Produtor e Anfitrião.
Foi servidor público do estado de Minas Gerais entre 1984 e 1988, atuando como Soldado da Polícia Militar e Detetive da Polícia Civil.
Como Agente de Polícia Federal, foi lotado no Mato Grosso e em Minas Gerais, entre 1988 e 2005, ano em que tomou posse como Delegado de Polícia Federal, cargo no qual foi lotado em Mato Grosso - DELINST -, Distrito Federal - SEEC/ANP -, e MG.
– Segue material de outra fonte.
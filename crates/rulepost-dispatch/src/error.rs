//! Structured error handling for dispatch operations.

use strum::{AsRefStr, Display, EnumString, IntoStaticStr};
use thiserror::Error;

/// Type alias for boxed dynamic errors that can be sent across threads.
pub type BoxedError = Box<dyn std::error::Error + Send + Sync>;

/// Type alias for Results with our custom Error type.
pub type Result<T, E = Error> = std::result::Result<T, E>;

/// Categories of errors that can occur while dispatching a request.
#[derive(Debug, Clone, Copy, PartialEq, Eq, Hash)]
#[derive(AsRefStr, Display, EnumString, IntoStaticStr)]
#[strum(serialize_all = "snake_case")]
pub enum ErrorKind {
    /// Required inputs are missing or invalid. Raised before any network call.
    Configuration,
    /// Connection, timeout or protocol failure during the HTTP call.
    Transport,
    /// The endpoint answered with a status other than 200.
    UnexpectedStatus,
    /// The payload could not be serialized.
    Serialization,
}

/// Structured error type with classification and context tracking.
#[must_use]
#[derive(Debug, Error)]
#[error("[{kind}]{}", message.as_ref().map(|m| format!(": {m}")).unwrap_or_default())]
pub struct Error {
    /// The kind of error that occurred.
    pub kind: ErrorKind,
    /// Primary error message.
    pub message: Option<String>,
    /// HTTP status returned by the endpoint, for [`ErrorKind::UnexpectedStatus`].
    pub status: Option<u16>,
    /// Response body returned alongside an unexpected status.
    pub body: Option<String>,
    /// Underlying source error, if any.
    #[source]
    pub source: Option<BoxedError>,
}

impl Error {
    /// Creates a new error with the given kind.
    pub fn new(kind: ErrorKind) -> Self {
        Self {
            kind,
            message: None,
            status: None,
            body: None,
            source: None,
        }
    }

    /// Creates a new error from a source error.
    pub fn from_source(kind: ErrorKind, source: impl Into<BoxedError>) -> Self {
        Self {
            source: Some(source.into()),
            ..Self::new(kind)
        }
    }

    /// Creates a new configuration error.
    pub fn configuration() -> Self {
        Self::new(ErrorKind::Configuration)
    }

    /// Creates a new transport error.
    pub fn transport() -> Self {
        Self::new(ErrorKind::Transport)
    }

    /// Creates a new serialization error.
    pub fn serialization() -> Self {
        Self::new(ErrorKind::Serialization)
    }

    /// Creates an unexpected-status error carrying the response status and body.
    pub fn unexpected_status(status: u16, body: impl Into<String>) -> Self {
        Self {
            message: Some(format!("endpoint responded with HTTP {status}")),
            status: Some(status),
            body: Some(body.into()),
            ..Self::new(ErrorKind::UnexpectedStatus)
        }
    }

    /// Adds a message to this error.
    pub fn with_message(mut self, message: impl Into<String>) -> Self {
        self.message = Some(message.into());
        self
    }

    /// Sets the source of the error.
    pub fn with_source(mut self, source: impl Into<BoxedError>) -> Self {
        self.source = Some(source.into());
        self
    }

    /// Returns the error kind.
    pub fn kind(&self) -> ErrorKind {
        self.kind
    }

    /// Returns the error kind as a string.
    pub fn kind_str(&self) -> &'static str {
        self.kind.into()
    }
}

impl From<serde_json::Error> for Error {
    fn from(error: serde_json::Error) -> Self {
        Self::from_source(ErrorKind::Serialization, error)
            .with_message("failed to serialize payload")
    }
}

impl From<url::ParseError> for Error {
    fn from(error: url::ParseError) -> Self {
        Self::from_source(ErrorKind::Configuration, error).with_message("invalid target url")
    }
}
Cedido ao Ministério da Justiça, foi Diretor da Penitenciária Federal de Campo Grande/MS, de 2009 a 2011, Coordenador Geral de Inteligência Penitenciária, do Sistema Penitenciário Federal, de 2011 a 2013.
Atuou como Coordenador Geral de Tecnologia da Informação da PF, entre 2013 e 2015, ano em que retornou para a Superintendência Regional em Minas Gerais, se aposentando em fevereiro de 2016. No mesmo ano, iniciou jornada na Subsecretaria de Segurança Prisional, na SEAP/MG, onde permaneceu até janeiro de 2019, ano em que assumiu a Diretoria de Inteligência Penitenciária do DEPEN/MJSP. De novembro de 2020 a setembro de 2022, cumpriu missão na Secretaria Especial de Previdência e Trabalho, no Ministério da Economia e, posteriormente, no Ministério do Trabalho e Previdência.
A partir de janeiro de 2023, atua na iniciativa privada, como consultor e assessor empresarial, nos segmentos de Inteligência, Segurança Pública e Tecnologia.